Assigned task: An exact transcription of the data below is needed.

Collected data:
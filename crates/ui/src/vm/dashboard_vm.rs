use chrono::NaiveDate;
use lingo_core::model::{CompletionNotice, LearnerProgress};
use lingo_core::unlock::LessonStatus;
use services::{CourseOverview, LessonTile, UnitBoard};

#[derive(Clone, Debug, PartialEq, Eq)]
pub struct LessonButtonVm {
    pub id: u64,
    pub title: String,
    pub status: LessonStatus,
}

impl LessonButtonVm {
    #[must_use]
    pub fn is_locked(&self) -> bool {
        self.status == LessonStatus::Locked
    }

    #[must_use]
    pub fn class(&self) -> &'static str {
        match self.status {
            LessonStatus::Completed => "lesson-btn lesson-btn--completed",
            LessonStatus::Current => "lesson-btn lesson-btn--current",
            LessonStatus::Locked => "lesson-btn lesson-btn--locked",
        }
    }

    #[must_use]
    pub fn icon(&self) -> &'static str {
        match self.status {
            LessonStatus::Completed => "✔",
            LessonStatus::Current => "▶",
            LessonStatus::Locked => "🔒",
        }
    }
}

impl From<&LessonTile> for LessonButtonVm {
    fn from(tile: &LessonTile) -> Self {
        Self {
            id: tile.id.value(),
            title: tile.title.clone(),
            status: tile.status,
        }
    }
}

#[derive(Clone, Debug, PartialEq, Eq)]
pub struct UnitVm {
    pub heading: String,
    pub title: String,
    pub description: String,
    pub lessons: Vec<LessonButtonVm>,
}

impl From<&UnitBoard> for UnitVm {
    fn from(board: &UnitBoard) -> Self {
        Self {
            heading: format!("Unit {}", board.id),
            title: board.title.clone(),
            description: board.description.clone(),
            lessons: board.lessons.iter().map(LessonButtonVm::from).collect(),
        }
    }
}

#[derive(Clone, Debug, PartialEq, Eq)]
pub struct DailyGoalVm {
    pub earned_label: String,
    pub goal_label: String,
    pub percent: u32,
    pub remaining_label: String,
}

impl DailyGoalVm {
    /// Daily goal card as of `today`.
    #[must_use]
    pub fn new(progress: &LearnerProgress, today: NaiveDate) -> Self {
        let remaining = progress.xp_to_daily_goal(today);
        #[allow(clippy::cast_possible_truncation, clippy::cast_sign_loss)]
        let percent = (progress.daily_goal_fraction(today) * 100.0).round() as u32;
        Self {
            earned_label: format!("{} XP earned", progress.today_xp(today)),
            goal_label: format!("{} XP goal", progress.daily_goal()),
            percent,
            remaining_label: if remaining == 0 {
                "Daily goal reached!".to_string()
            } else {
                format!("{remaining} XP to reach your daily goal")
            },
        }
    }
}

#[derive(Clone, Debug, PartialEq, Eq)]
pub struct SampleWordVm {
    pub word: String,
    pub translation: String,
    pub pronunciation: String,
}

#[derive(Clone, Debug, PartialEq, Eq)]
pub struct DashboardVm {
    pub language_name: String,
    pub streak: u32,
    pub total_xp: u32,
    pub units: Vec<UnitVm>,
    pub daily_goal: DailyGoalVm,
    pub sample_words: Vec<SampleWordVm>,
    pub achievement_text: String,
}

#[must_use]
pub fn map_dashboard(
    overview: &CourseOverview,
    boards: &[UnitBoard],
    progress: &LearnerProgress,
    today: NaiveDate,
) -> DashboardVm {
    let completed = progress.completed().len();
    let noun = if completed == 1 { "lesson" } else { "lessons" };

    DashboardVm {
        language_name: overview.language.name().to_string(),
        streak: progress.streak(),
        total_xp: progress.total_xp(),
        units: boards.iter().map(UnitVm::from).collect(),
        daily_goal: DailyGoalVm::new(progress, today),
        sample_words: overview
            .language
            .sample_words()
            .iter()
            .map(|word| SampleWordVm {
                word: word.word.clone(),
                translation: word.translation.clone(),
                pronunciation: word.pronunciation.clone(),
            })
            .collect(),
        achievement_text: format!("You've completed {completed} {noun}. Keep it up!"),
    }
}

#[derive(Clone, Debug, PartialEq, Eq)]
pub struct ToastVm {
    pub title: String,
    pub description: String,
}

#[must_use]
pub fn completion_toast(notice: &CompletionNotice) -> ToastVm {
    let mut description = format!(
        "You earned {} XP and got {} questions correct!",
        notice.xp_earned, notice.correct_answers
    );
    if notice.reached_daily_goal {
        description.push_str(" Daily goal reached.");
    }
    ToastVm {
        title: "Lesson Completed! 🎉".to_string(),
        description,
    }
}

#[cfg(test)]
mod tests {
    use super::*;
    use lingo_core::model::{LessonId, UnitId};

    fn day(d: u32) -> NaiveDate {
        NaiveDate::from_ymd_opt(2024, 3, d).unwrap()
    }

    fn progress(today_xp: u32, goal: u32, completed: &[u64]) -> LearnerProgress {
        LearnerProgress::restore(
            1250,
            7,
            today_xp,
            goal,
            Some(day(10)),
            completed.iter().copied().map(LessonId::new).collect(),
        )
        .unwrap()
    }

    #[test]
    fn daily_goal_labels() {
        let goal = DailyGoalVm::new(&progress(30, 50, &[]), day(10));
        assert_eq!(goal.earned_label, "30 XP earned");
        assert_eq!(goal.goal_label, "50 XP goal");
        assert_eq!(goal.percent, 60);
        assert_eq!(goal.remaining_label, "20 XP to reach your daily goal");

        let over = DailyGoalVm::new(&progress(70, 50, &[]), day(10));
        assert_eq!(over.percent, 100);
        assert_eq!(over.remaining_label, "Daily goal reached!");
    }

    #[test]
    fn daily_goal_card_starts_over_on_a_new_day() {
        let card = DailyGoalVm::new(&progress(70, 50, &[]), day(11));
        assert_eq!(card.earned_label, "0 XP earned");
        assert_eq!(card.percent, 0);
        assert_eq!(card.remaining_label, "50 XP to reach your daily goal");
    }

    #[test]
    fn unit_heading_and_lesson_buttons() {
        let board = UnitBoard {
            id: UnitId::new(2),
            title: "Basics 2".into(),
            description: "Learn about daily activities".into(),
            lessons: vec![
                LessonTile {
                    id: LessonId::new(6),
                    title: "Time".into(),
                    status: LessonStatus::Current,
                },
                LessonTile {
                    id: LessonId::new(7),
                    title: "Numbers".into(),
                    status: LessonStatus::Locked,
                },
            ],
        };

        let unit = UnitVm::from(&board);
        assert_eq!(unit.heading, "Unit 2");
        assert!(!unit.lessons[0].is_locked());
        assert!(unit.lessons[1].is_locked());
        assert_eq!(unit.lessons[1].class(), "lesson-btn lesson-btn--locked");
    }

    #[test]
    fn toast_mentions_xp_and_correct_answers() {
        let notice = CompletionNotice {
            lesson_id: LessonId::new(3),
            xp_earned: 20,
            correct_answers: 2,
            streak: 7,
            reached_daily_goal: false,
        };
        let toast = completion_toast(&notice);
        assert_eq!(toast.title, "Lesson Completed! 🎉");
        assert_eq!(
            toast.description,
            "You earned 20 XP and got 2 questions correct!"
        );
    }
}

Finished exercise:
filename crates/ui/src/vm/dashboard_vm.rs
use chrono::NaiveDate;
use lingo_core::model::{CompletionNotice, LearnerProgress};
use lingo_core::unlock::LessonStatus;
use services::{CourseOverview, LessonTile, UnitBoard};

#[derive(Clone, Debug, PartialEq, Eq)]
pub struct LessonButtonVm {
    pub id: u64,
    pub title: String,
    pub status: LessonStatus,
}

impl LessonButtonVm {
    #[must_use]
    pub fn is_locked(&self) -> bool {
        self.status == LessonStatus::Locked
    }

    #[must_use]
    pub fn class(&self) -> &'static str {
        match self.status {
            LessonStatus::Completed => "lesson-btn lesson-btn--completed",
            LessonStatus::Current => "lesson-btn lesson-btn--current",
            LessonStatus::Locked => "lesson-btn lesson-btn--locked",
        }
    }

    #[must_use]
    pub fn icon(&self) -> &'static str {
        match self.status {
            LessonStatus::Completed => "✔",
            LessonStatus::Current => "▶",
            LessonStatus::Locked => "🔒",
        }
    }
}

impl From<&LessonTile> for LessonButtonVm {
    fn from(tile: &LessonTile) -> Self {
        Self {
            id: tile.id.value(),
            title: tile.title.clone(),
            status: tile.status,
        }
    }
}

#[derive(Clone, Debug, PartialEq, Eq)]
pub struct UnitVm {
    pub heading: String,
    pub title: String,
    pub description: String,
    pub lessons: Vec<LessonButtonVm>,
}

impl From<&UnitBoard> for UnitVm {
    fn from(board: &UnitBoard) -> Self {
        Self {
            heading: format!("Unit {}", board.id),
            title: board.title.clone(),
            description: board.description.clone(),
            lessons: board.lessons.iter().map(LessonButtonVm::from).collect(),
        }
    }
}

#[derive(Clone, Debug, PartialEq, Eq)]
pub struct DailyGoalVm {
    pub earned_label: String,
    pub goal_label: String,
    pub percent: u32,
    pub remaining_label: String,
}

impl DailyGoalVm {
    /// Daily goal card as of `today`.
    #[must_use]
    pub fn new(progress: &LearnerProgress, today: NaiveDate) -> Self {
        let remaining = progress.xp_to_daily_goal(today);
        #[allow(clippy::cast_possible_truncation, clippy::cast_sign_loss)]
        let percent = (progress.daily_goal_fraction(today) * 100.0).round() as u32;
        Self {
            earned_label: format!("{} XP earned", progress.today_xp(today)),
            goal_label: format!("{} XP goal", progress.daily_goal()),
            percent,
            remaining_label: if remaining == 0 {
                "Daily goal reached!".to_string()
            } else {
                format!("{remaining} XP to reach your daily goal")
            },
        }
    }
}

#[derive(Clone, Debug, PartialEq, Eq)]
pub struct SampleWordVm {
    pub word: String,
    pub translation: String,
    pub pronunciation: String,
}

#[derive(Clone, Debug, PartialEq, Eq)]
pub struct DashboardVm {
    pub language_name: String,
    pub streak: u32,
    pub total_xp: u32,
    pub units: Vec<UnitVm>,
    pub daily_goal: DailyGoalVm,
    pub sample_words: Vec<SampleWordVm>,
    pub achievement_text: String,
}

#[must_use]
pub fn map_dashboard(
    overview: &CourseOverview,
    boards: &[UnitBoard],
    progress: &LearnerProgress,
    today: NaiveDate,
) -> DashboardVm {
    let completed = progress.completed().len();
    let noun = if completed == 1 { "lesson" } else { "lessons" };

    DashboardVm {
        language_name: overview.language.name().to_string(),
        streak: progress.streak(),
        total_xp: progress.total_xp(),
        units: boards.iter().map(UnitVm::from).collect(),
        daily_goal: DailyGoalVm::new(progress, today),
        sample_words: overview
            .language
            .sample_words()
            .iter()
            .map(|word| SampleWordVm {
                word: word.word.clone(),
                translation: word.translation.clone(),
                pronunciation: word.pronunciation.clone(),
            })
            .collect(),
        achievement_text: format!("You've completed {completed} {noun}. Keep it up!"),
    }
}

#[derive(Clone, Debug, PartialEq, Eq)]
pub struct ToastVm {
    pub title: String,
    pub description: String,
}

#[must_use]
pub fn completion_toast(notice: &CompletionNotice) -> ToastVm {
    let mut description = format!(
        "You earned {} XP and got {} questions correct!",
        notice.xp_earned, notice.correct_answers
    );
    if notice.reached_daily_goal {
        description.push_str(" Daily goal reached.");
    }
    ToastVm {
        title: "Lesson Completed! 🎉".to_string(),
        description,
    }
}

#[cfg(test)]
mod tests {
    use super::*;
    use lingo_core::model::{LessonId, UnitId};

    fn day(d: u32) -> NaiveDate {
        NaiveDate::from_ymd_opt(2024, 3, d).unwrap()
    }

    fn progress(today_xp: u32, goal: u32, completed: &[u64]) -> LearnerProgress {
        LearnerProgress::restore(
            1250,
            7,
            today_xp,
            goal,
            Some(day(10)),
            completed.iter().copied().map(LessonId::new).collect(),
        )
        .unwrap()
    }

    #[test]
    fn daily_goal_labels() {
        let goal = DailyGoalVm::new(&progress(30, 50, &[]), day(10));
        assert_eq!(goal.earned_label, "30 XP earned");
        assert_eq!(goal.goal_label, "50 XP goal");
        assert_eq!(goal.percent, 60);
        assert_eq!(goal.remaining_label, "20 XP to reach your daily goal");

        let over = DailyGoalVm::new(&progress(70, 50, &[]), day(10));
        assert_eq!(over.percent, 100);
        assert_eq!(over.remaining_label, "Daily goal reached!");
    }

    #[test]
    fn daily_goal_card_starts_over_on_a_new_day() {
        let card = DailyGoalVm::new(&progress(70, 50, &[]), day(11));
        assert_eq!(card.earned_label, "0 XP earned");
        assert_eq!(card.percent, 0);
        assert_eq!(card.remaining_label, "50 XP to reach your daily goal");
    }

    #[test]
    fn unit_heading_and_lesson_buttons() {
        let board = UnitBoard {
            id: UnitId::new(2),
            title: "Basics 2".into(),
            description: "Learn about daily activities".into(),
            lessons: vec![
                LessonTile {
                    id: LessonId::new(6),
                    title: "Time".into(),
                    status: LessonStatus::Current,
                },
                LessonTile {
                    id: LessonId::new(7),
                    title: "Numbers".into(),
                    status: LessonStatus::Locked,
                },
            ],
        };

        let unit = UnitVm::from(&board);
        assert_eq!(unit.heading, "Unit 2");
        assert!(!unit.lessons[0].is_locked());
        assert!(unit.lessons[1].is_locked());
        assert_eq!(unit.lessons[1].class(), "lesson-btn lesson-btn--locked");
    }

    #[test]
    fn toast_mentions_xp_and_correct_answers() {
        let notice = CompletionNotice {
            lesson_id: LessonId::new(3),
            xp_earned: 20,
            correct_answers: 2,
            streak: 7,
            reached_daily_goal: false,
        };
        let toast = completion_toast(&notice);
        assert_eq!(toast.title, "Lesson Completed! 🎉");
        assert_eq!(
            toast.description,
            "You earned 20 XP and got 2 questions correct!"
        );
    }
}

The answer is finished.